▸ **What needs to be done**:
Go through the records line by line from the top and repeat each one exactly, ending with the line that contains "pub struct CompletedRide".

▸ **Dataset entries**:

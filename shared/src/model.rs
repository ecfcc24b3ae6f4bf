use serde::{Deserialize, Serialize};
use std::collections::VecDeque;

use crate::lifecycle::RequestLifecycle;
use crate::offer::{OfferPool, Passenger, RideOffer};
use crate::random::{RandomSource, SeededRandom};
use crate::ticker::TickerQueue;
use crate::vehicle::VehicleDetails;
use crate::{AppError, CoreConfig, MAX_PAST_RIDES};

#[derive(Serialize, Deserialize, Clone, Copy, Debug, Default, PartialEq, Eq)]
#[serde(rename_all = "snake_case")]
pub enum Availability {
    #[default]
    Offline,
    Online,
}

impl Availability {
    #[must_use]
    pub const fn is_online(self) -> bool {
        matches!(self, Self::Online)
    }
}

#[derive(Serialize, Deserialize, Clone, Copy, Debug, Default, PartialEq, Eq)]
#[serde(rename_all = "kebab-case")]
pub enum Page {
    #[default]
    Home,
    PastRides,
    PromiseToPay,
    Settings,
}

/// Where an accepted offer came from.
#[derive(Serialize, Deserialize, Clone, Copy, Debug, PartialEq, Eq)]
#[serde(rename_all = "snake_case")]
pub enum RideSource {
    Banner,
    Ticker,
}

#[derive(Serialize, Deserialize, Clone, Debug, PartialEq)]
pub struct ActiveRide {
    pub offer: RideOffer,
    pub passenger: Passenger,
    pub source: RideSource,
}

#[derive(Serialize, Deserialize, Clone, Debug, PartialEq)]
pub struct CompletedRide {
    pub offer: RideOffer,
    pub passenger: Passenger,
}

/// Screen-level coordinator state. Each concern is its own value; the ride
/// request machines are only mutated through `app::App::update`.
#[derive(Debug)]
pub struct Model {
    pub availability: Availability,
    pub page: Page,
    pub menu_open: bool,

    pub ticker: TickerQueue,
    pub lifecycle: RequestLifecycle,
    pub pool: OfferPool,
    pub random: Box<dyn RandomSource>,
    pub config: CoreConfig,

    /// Passenger handed over with a banner accept, held until the close
    /// delay elapses and the accept signal arrives.
    pub pending_passenger: Option<Passenger>,
    pub active_ride: Option<ActiveRide>,
    pub past_rides: VecDeque<CompletedRide>,

    pub vehicle: VehicleDetails,
    pub active_error: Option<AppError>,
}

impl Default for Model {
    fn default() -> Self {
        Self::with_random(Box::new(SeededRandom::from_entropy()))
    }
}

impl Model {
    #[must_use]
    pub fn with_random(random: Box<dyn RandomSource>) -> Self {
        Self::with_config(CoreConfig::default(), random)
    }

    #[must_use]
    pub fn with_config(config: CoreConfig, random: Box<dyn RandomSource>) -> Self {
        Self {
            availability: Availability::Offline,
            page: Page::Home,
            menu_open: false,
            ticker: TickerQueue::new(config.ticker.clone()),
            lifecycle: RequestLifecycle::new(config.lifecycle.clone()),
            pool: OfferPool::sample(),
            random,
            config,
            pending_passenger: None,
            active_ride: None,
            past_rides: VecDeque::new(),
            vehicle: VehicleDetails::default(),
            active_error: None,
        }
    }

    pub fn apply_config(&mut self, config: CoreConfig) {
        self.ticker.set_config(config.ticker.clone());
        self.lifecycle.set_config(config.lifecycle.clone());
        self.config = config;
    }

    pub fn set_error(&mut self, error: AppError) {
        self.active_error = Some(error);
    }

    pub fn clear_error(&mut self) {
        self.active_error = None;
    }

    /// Moves the active ride into history, most recent first.
    pub fn complete_ride(&mut self) -> Option<&CompletedRide> {
        let ride = self.active_ride.take()?;
        self.past_rides.push_front(CompletedRide {
            offer: ride.offer,
            passenger: ride.passenger,
        });
        self.past_rides.truncate(MAX_PAST_RIDES);
        self.past_rides.front()
    }
}
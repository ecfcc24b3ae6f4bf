mod kv;
mod timer;

pub use self::kv::{decode_text, encode_text, KeyNamespace, KvError, KvKey, MAX_KEY_LENGTH, MAX_VALUE_SIZE};
pub use self::timer::{Timer, TimerOperation, TimerOutput};

pub use crux_core::render::Render;
pub use crux_kv::KeyValue;

use crate::event::Event;

#[derive(crux_core::macros::Effect)]
pub struct Capabilities {
    pub key_value: KeyValue<Event>,
    pub render: Render<Event>,
    pub timer: Timer<Event>,
}
//! Terminal rendering for remedyctl.

use owo_colors::OwoColorize;
use remedy_common::{
    EvidencePack, EvidenceSource, FixPreview, Incident, RemediationPlan, RiskLevel, Severity,
};

pub fn risk_colored(risk: RiskLevel) -> String {
    match risk {
        RiskLevel::Low => risk.to_string().green().to_string(),
        RiskLevel::Medium => risk.to_string().yellow().to_string(),
        RiskLevel::High => risk.to_string().red().to_string(),
        RiskLevel::Critical => risk.to_string().red().bold().to_string(),
    }
}

fn severity_colored(severity: Severity) -> String {
    match severity {
        Severity::Critical => "critical".red().bold().to_string(),
        Severity::High => "high".red().to_string(),
        Severity::Medium => "medium".yellow().to_string(),
        Severity::Low => "low".green().to_string(),
        Severity::Info => "info".dimmed().to_string(),
    }
}

pub fn percent(value: f64) -> String {
    format!("{:.0}%", value * 100.0)
}

fn age(since: chrono::DateTime<chrono::Utc>) -> String {
    let minutes = (chrono::Utc::now() - since).num_minutes().max(0);
    if minutes < 60 {
        format!("{}m", minutes)
    } else if minutes < 60 * 24 {
        format!("{}h", minutes / 60)
    } else {
        format!("{}d", minutes / (60 * 24))
    }
}

pub fn print_incidents(incidents: &[Incident]) {
    if incidents.is_empty() {
        println!("No incidents.");
        return;
    }
    for incident in incidents {
        println!(
            "{}  {}  {}  {}  {}  {}",
            incident.id.bold(),
            incident.pattern,
            severity_colored(incident.severity),
            incident.resource,
            format!("{:?}", incident.status).to_lowercase().dimmed(),
            age(incident.first_seen).dimmed(),
        );
    }
}

pub fn print_evidence(pack: &EvidencePack) {
    println!(
        "Evidence for {} (window {}m, confidence {})",
        pack.incident_id.bold(),
        pack.lookback_minutes,
        percent(pack.confidence)
    );
    for source in EvidenceSource::ALL {
        let items = pack.category(source);
        if items.is_empty() {
            continue;
        }
        println!("\n{:?} ({})", source, items.len());
        for item in items.iter().take(5) {
            println!("  [{}] {}", percent(item.relevance).dimmed(), item.summary);
        }
    }
}

pub fn print_plan(plan: &RemediationPlan) {
    println!("{}", plan.recommended_action.title.bold());
    for step in &plan.recommended_action.steps {
        println!("  - {}", step);
    }

    if plan.fix_plans.is_empty() {
        println!("\nNo fixes available for this incident.");
        return;
    }

    println!();
    for (i, fix) in plan.fix_plans.iter().enumerate() {
        let marker = if Some(&fix.id) == plan.recommended_fix_id.as_ref() {
            "*".green().to_string()
        } else {
            " ".to_string()
        };
        println!(
            "{} {}. {}  risk={}  confidence={}",
            marker,
            i + 1,
            fix.title.bold(),
            risk_colored(fix.risk),
            percent(fix.confidence)
        );
        println!("     {}", fix.id.dimmed());
    }
}

pub fn print_preview(preview: &FixPreview) {
    println!(
        "{}  risk={}  confidence={}",
        preview.title.bold(),
        risk_colored(preview.risk),
        percent(preview.confidence)
    );
    println!("\n{}", preview.why_this_fix.dimmed());

    println!("\nCommands:");
    for command in &preview.commands {
        println!("  $ {}", command);
    }

    println!("\n{}", preview.diff);

    if preview.dry_run_ok() {
        println!("{} {}", "dry-run ok:".green(), preview.dry_run_output);
    } else {
        println!("{} {}", "dry-run rejected:".red().bold(), preview.dry_run_error);
        println!("This fix cannot be applied until the rejection is addressed.");
    }

    if !preview.rollback.commands.is_empty() {
        println!("\nRollback: {}", preview.rollback.description);
        for command in &preview.rollback.commands {
            println!("  $ {}", command);
        }
    }
}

▸ **Exercise answer**:
filename shared/src/model.rs
repository ecfcc24b3ae6f4bf
use serde::{Deserialize, Serialize};
use std::collections::VecDeque;

use crate::lifecycle::RequestLifecycle;
use crate::offer::{OfferPool, Passenger, RideOffer};
use crate::random::{RandomSource, SeededRandom};
use crate::ticker::TickerQueue;
use crate::vehicle::VehicleDetails;
use crate::{AppError, CoreConfig, MAX_PAST_RIDES};

#[derive(Serialize, Deserialize, Clone, Copy, Debug, Default, PartialEq, Eq)]
#[serde(rename_all = "snake_case")]
pub enum Availability {
    #[default]
    Offline,
    Online,
}

impl Availability {
    #[must_use]
    pub const fn is_online(self) -> bool {
        matches!(self, Self::Online)
    }
}

#[derive(Serialize, Deserialize, Clone, Copy, Debug, Default, PartialEq, Eq)]
#[serde(rename_all = "kebab-case")]
pub enum Page {
    #[default]
    Home,
    PastRides,
    PromiseToPay,
    Settings,
}

/// Where an accepted offer came from.
#[derive(Serialize, Deserialize, Clone, Copy, Debug, PartialEq, Eq)]
#[serde(rename_all = "snake_case")]
pub enum RideSource {
    Banner,
    Ticker,
}

#[derive(Serialize, Deserialize, Clone, Debug, PartialEq)]
pub struct ActiveRide {
    pub offer: RideOffer,
    pub passenger: Passenger,
    pub source: RideSource,
}

#[derive(Serialize, Deserialize, Clone, Debug, PartialEq)]
pub struct CompletedRide {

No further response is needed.